明明是新生,且未受過任何弓道訓練,就能悄然無息地行走在木板地上,宛如幽靈般輕盈,令圍觀的社員們紛紛感到驚嘆不已,彷彿某些才能打從出生那一刻就註定了。瞧見這一幕,我不甘心地緊咬下唇,明明自己花盡十多年只為了擺脫羞辱,證明自己是普通人,眼前的少女卻輕易地就能獲得殊榮。
在我內心深層的陰暗面,無聲無息地覺醒。我想,這次我是真的病了,連我自己都無法察覺的病。每當見到蘆屋苜熙在掌聲之中毫無回響的驕傲,便會使我胸口發沉,猶如被麻繩緊縛般窒息。我按壓著胸膛。『那是我一直以來渴望的認同感......』
「梅果,覺得身體不舒服嗎?」我昔日的同儕不經意的關心,看在我眼裡都只是表面上的舉動,私底下的焦點還是在蘆屋苜熙身上吧。
對此我強顏歡笑著。「不要緊,我想我只是有點累了。」
蘆屋苜熙什麼也沒做,甚至未曾與我有過交談,我卻私自認為她正在奪取我的一切。人心中的陰暗角落宛若毒瘤,它的枝椏一點一滴覆蔽陽光,扎下的根形成難以拔除的共生,只需要稍微地偏差便無法再回到起初的自我。

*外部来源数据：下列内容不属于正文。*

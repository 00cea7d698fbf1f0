//! Compiler doubles

use std::path::Path;
use std::sync::Arc;
use std::sync::atomic::{AtomicUsize, Ordering};
use std::time::Duration;

use lazyview::{CompileError, Compiler, TemplateCompiler};

/// Delegates to [`TemplateCompiler`] and counts calls
///
/// Clones share the counter, so a test can hand one clone to a `View` and
/// keep another for assertions.
#[derive(Debug, Clone, Default)]
pub struct CountingCompiler {
    calls: Arc<AtomicUsize>,
    delay: Option<Duration>,
}

impl CountingCompiler {
    pub fn new() -> Self {
        Self::default()
    }

    /// Sleep inside every compile, widening race windows
    pub fn with_delay(mut self, delay: Duration) -> Self {
        self.delay = Some(delay);
        self
    }

    pub fn calls(&self) -> usize {
        self.calls.load(Ordering::SeqCst)
    }
}

impl Compiler for CountingCompiler {
    fn compile(&self, source: &Path, target: &Path) -> Result<(), CompileError> {
        self.calls.fetch_add(1, Ordering::SeqCst);
        if let Some(delay) = self.delay {
            std::thread::sleep(delay);
        }
        TemplateCompiler::new().compile(source, target)
    }
}

/// Writes half an artifact, then fails
#[derive(Debug, Clone, Default)]
pub struct FailingCompiler;

impl Compiler for FailingCompiler {
    fn compile(&self, _source: &Path, target: &Path) -> Result<(), CompileError> {
        std::fs::write(target, b"{\"format\":1,\"sour").map_err(|e| CompileError::Io {
            path: target.to_path_buf(),
            source: e,
        })?;
        Err(CompileError::Failed("compiler crashed".to_string()))
    }
}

因嫉妒而誕生的恨意,反映在我搖曳不定的箭矢,再度與蘆屋苜熙那精準無比的箭矢形成強烈對比。每個人心中的假想敵,能造就自己,也能摧毀掉自己。顯然我正逐步朝著黑暗走去,我需要有一個人來拉住我。
孤獨,是我自己尋找的;悲傷,也是如此。儘管參與在弓道社,我的心境卻早已離開群體當中,我感覺自己再一次失去被認同的歸屬。
假如有一個愛我的人存在,我是否就能得到認同?
我產生了這樣的想法。
倘若能與一位廣受歡迎的男生交往,自己能否跟著被認同......
抱持這個念頭的我,鼓起勇氣向劍道社的王牌搭上話,雖然我不曉得他的姓名,可是我認得他的樣貌,他近日來訪弓道社也成了彼此建立聯結的契機。再來就只需要確認一件事-他是否是為了蘆屋苜熙而來。
在知道他不為她而來後,我是無比欣喜,縱然我對自己不是太有自信,也搞砸了初步印象,可是只要兩人隨著時間真誠地相處,慢慢培養感情,也不是沒有機會。
如此天真的思想很快就被打破了......
假日打工的我,偶然撞見他與一位奶茶色長髮的漂亮女孩,正指節交扣地約會著。『是啊......像他那樣的人怎麼可能沒有女朋友呢......』
我佇立在原地不動,彷彿身體周圍被沉甸甸的灰暗環繞。
『這些機會本來就不屬於我,每件事從來都不是......』
意識湧現的是那些被我扔掉的藥片,堆疊我生命的只有這些東西。
可是我不能哭泣,再怎麼樣也得熬忍到下班。
漫長的七個鐘頭讓我經歷了內心最深層的病變,我好像......成為大家口中的那個樣態了,沒錯......我本來就是病人,有一些不正常的思想也是理所當然的吧!呵呵......
普通跟理所當然的距離,恐怕我一輩子都無法拿捏。
現在的我只渴求片刻的安寧。
我不同以往地走了一條陌生夜路。後巷的室外機散發著熱氣,與轟隆噪音。踏過路面的積水,它們反射我模糊且落寞的身影。我想播歌,卻連拾出藍牙耳機的氣力都沒有,僅僅聆聽著入耳的滴水聲,與街邊老鼠的躁動。月色高掛,卻與街燈一同被窄巷的陰影阻絕。
我想人們說的盡是,陷入黑暗思緒的人,會不自覺選擇黑暗的境地,因為光與暗總不為伍。